7 De bondsregering betwist niet, dat zij niet alle voor de omzetting van de richtlijn nodige maatregelen heeft vastgesteld. Zij beklemtoont evenwel, dat de richtlijn sinds het verstrijken van de omzettingstermijn door de bevoegde autoriteiten rechtstreeks wordt toegepast, en dat de bestaande nationale bepalingen overeenkomstig het gemeenschapsrecht worden uitgelegd. Zij voegt daaraan toe, dat een wetsontwerp tot omzetting van de richtlijn kort voor de goedkeuring staat.

8 Daar de Bondsrepubliek Duitsland de betrokken richtlijn niet binnen de gestelde termijn heeft omgezet, moet het beroep van de Commissie gegrond worden geacht.

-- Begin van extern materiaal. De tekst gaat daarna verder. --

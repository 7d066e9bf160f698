use std::sync::Arc;

use axum::extract::ws::{Message, WebSocket, WebSocketUpgrade};
use axum::extract::{Query, State};
use axum::response::IntoResponse;
use futures::SinkExt;
use futures::StreamExt;
use serde::Deserialize;
use tokio_stream::wrappers::errors::BroadcastStreamRecvError;
use tokio_stream::wrappers::BroadcastStream;
use tracing::{info, warn};
use uuid::Uuid;

use crate::state::AppState;

#[derive(Debug, Deserialize)]
pub struct WsParams {
    pub delivery_id: Option<Uuid>,
}

pub async fn ws_handler(
    ws: WebSocketUpgrade,
    Query(params): Query<WsParams>,
    State(state): State<Arc<AppState>>,
) -> impl IntoResponse {
    ws.on_upgrade(move |socket| handle_socket(socket, state, params.delivery_id))
}

async fn handle_socket(socket: WebSocket, state: Arc<AppState>, delivery_id: Option<Uuid>) {
    let (mut sender, mut receiver) = socket.split();
    let mut events = BroadcastStream::new(state.events.subscribe());

    info!(delivery_id = ?delivery_id, "websocket client connected");

    let send_task = tokio::spawn(async move {
        while let Some(next) = events.next().await {
            let event = match next {
                Ok(event) => event,
                Err(BroadcastStreamRecvError::Lagged(skipped)) => {
                    warn!(skipped, "websocket client lagging; events dropped");
                    continue;
                }
            };

            if delivery_id.is_some_and(|id| id != event.delivery_id()) {
                continue;
            }

            let json = match serde_json::to_string(&event) {
                Ok(json) => json,
                Err(err) => {
                    warn!(error = %err, "failed to serialize lifecycle event for ws");
                    continue;
                }
            };

            if sender.send(Message::Text(json)).await.is_err() {
                break;
            }
        }
    });

    let recv_task = tokio::spawn(async move {
        while let Some(Ok(_msg)) = receiver.next().await {}
    });

    tokio::select! {
        _ = send_task => {},
        _ = recv_task => {},
    }

    info!("websocket client disconnected");
}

9 Volgens vaste rechtspraak zijn eenvoudige administratieve praktijken, die naar hun aard volgens goeddunken van de administratie kunnen worden gewijzigd en waaraan onvoldoende bekendheid is gegeven, immers niet te beschouwen als een correcte uitvoering van de verplichtingen die uit hoofde van artikel 189 EG-Verdrag rusten op de Lid-Staten waarvoor een richtlijn is bestemd (zie met name arrest van 12 oktober 1995, zaak C-242/94, Commissie/Spanje, Jurispr. 1995, blz. I-3031, r.o. 6).

10 Mitsdien moet worden vastgesteld, dat de Bondsrepubliek Duitsland, door niet binnen de gestelde termijn de wettelijke en bestuursrechtelijke bepalingen vast te stellen die nodig zijn voor het volgen van de richtlijn, de krachtens artikel 23 van die richtlijn op haar rustende verplichtingen niet is nagekomen.

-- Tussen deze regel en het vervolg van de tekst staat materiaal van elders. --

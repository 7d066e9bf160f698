//! Persistence contract consumed by the engine.
//!
//! Every delivery and courier carries a `version`. Writers pass the version
//! they read; a store must reject the write when the stored version differs.
//! A version of zero means "insert, must not exist yet".

use std::fmt;

use async_trait::async_trait;
use thiserror::Error;
use uuid::Uuid;

use crate::models::courier::Courier;
use crate::models::delivery::{Delivery, VehicleType};
use crate::models::location::Location;
use crate::models::tracking::TrackingEntry;
use crate::models::variant::{GroupedZone, MovingDetails, Package};

pub mod memory;

pub use memory::InMemoryRepository;

#[derive(Debug, Clone, Copy, PartialEq, Eq)]
pub enum Entity {
    Delivery,
    Location,
    Courier,
}

impl fmt::Display for Entity {
    fn fmt(&self, f: &mut fmt::Formatter<'_>) -> fmt::Result {
        let name = match self {
            Entity::Delivery => "delivery",
            Entity::Location => "location",
            Entity::Courier => "courier",
        };
        f.write_str(name)
    }
}

#[derive(Debug, Error)]
pub enum StoreError {
    #[error("{entity} {id} not found")]
    NotFound { entity: Entity, id: Uuid },

    #[error("{entity} {id}: expected version {expected}, found {actual}")]
    VersionConflict {
        entity: Entity,
        id: Uuid,
        expected: u64,
        actual: u64,
    },

    /// The courier half of an assignment commit failed: someone else made
    /// the courier busy (or took them offline) first.
    #[error("courier {0} is no longer available")]
    CourierUnavailable(Uuid),

    #[error("storage backend error: {0}")]
    Backend(String),
}

pub type Result<T> = std::result::Result<T, StoreError>;

#[async_trait]
pub trait Repository: Send + Sync {
    /// Compare-and-swap write. Returns the stored delivery with its new
    /// version.
    async fn save_delivery(&self, delivery: Delivery, expected_version: u64) -> Result<Delivery>;

    async fn load_delivery(&self, id: Uuid) -> Result<Delivery>;

    async fn save_location(&self, location: Location) -> Result<Location>;

    async fn load_location(&self, id: Uuid) -> Result<Location>;

    /// Drops a location that no delivery references, such as one written for
    /// a delivery update that then lost its version check.
    async fn remove_location(&self, id: Uuid) -> Result<()>;

    async fn save_package(&self, package: Package) -> Result<()>;

    async fn load_package(&self, delivery_id: Uuid) -> Result<Option<Package>>;

    async fn save_zones(&self, delivery_id: Uuid, zones: Vec<GroupedZone>) -> Result<()>;

    async fn load_zones(&self, delivery_id: Uuid) -> Result<Vec<GroupedZone>>;

    async fn save_moving_details(&self, details: MovingDetails) -> Result<()>;

    async fn load_moving_details(&self, delivery_id: Uuid) -> Result<Option<MovingDetails>>;

    /// Couriers whose status and documents make them assignable and whose
    /// vehicle class is at least `vehicle_type`.
    async fn find_eligible_couriers(&self, vehicle_type: VehicleType) -> Result<Vec<Courier>>;

    async fn load_courier(&self, id: Uuid) -> Result<Courier>;

    async fn list_couriers(&self) -> Result<Vec<Courier>>;

    async fn save_courier(&self, courier: Courier, expected_version: u64) -> Result<Courier>;

    /// Writes the assigned delivery and marks the courier busy as one unit.
    /// Fails with `VersionConflict` when the delivery moved on and with
    /// `CourierUnavailable` when the courier no longer accepts work. Neither
    /// write happens on failure.
    async fn commit_assignment(
        &self,
        delivery: Delivery,
        expected_version: u64,
        courier_id: Uuid,
    ) -> Result<(Delivery, Courier)>;

    /// Writes a closed delivery and frees its busy courier as one unit.
    async fn commit_release(
        &self,
        delivery: Delivery,
        expected_version: u64,
        courier_id: Uuid,
    ) -> Result<(Delivery, Courier)>;

    async fn append_tracking(&self, entry: TrackingEntry) -> Result<()>;

    async fn list_tracking(&self, delivery_id: Uuid) -> Result<Vec<TrackingEntry>>;
}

Beslissing inzake de kosten


Kosten

11 Volgens artikel 69, lid 2, van het Reglement voor de procesvoering wordt de in het ongelijk gestelde partij in de kosten verwezen, voor zover dit is gevorderd. Daar de Commissie heeft geconcludeerd tot verwijzing van de Bondsrepubliek Duitsland in de kosten en de Bondsrepubliek Duitsland in het ongelijk is gesteld, dient deze in de kosten te worden verwezen.

Dictum


HET HOF VAN JUSTITIE (Vijfde kamer),

rechtdoende:

1) Door niet binnen de gestelde termijn de wettelijke en bestuursrechtelijke bepalingen vast te stellen die nodig zijn voor het volgen van richtlijn 92/43/EEG van de Raad van 21 mei 1992 inzake de instandhouding van de natuurlijke habitats en de wilde flora en fauna, is de Bondsrepubliek Duitsland de krachtens artikel 23 van die richtlijn op haar rustende verplichtingen niet nagekomen.

2) De Bondsrepubliek Duitsland wordt verwezen in de kosten.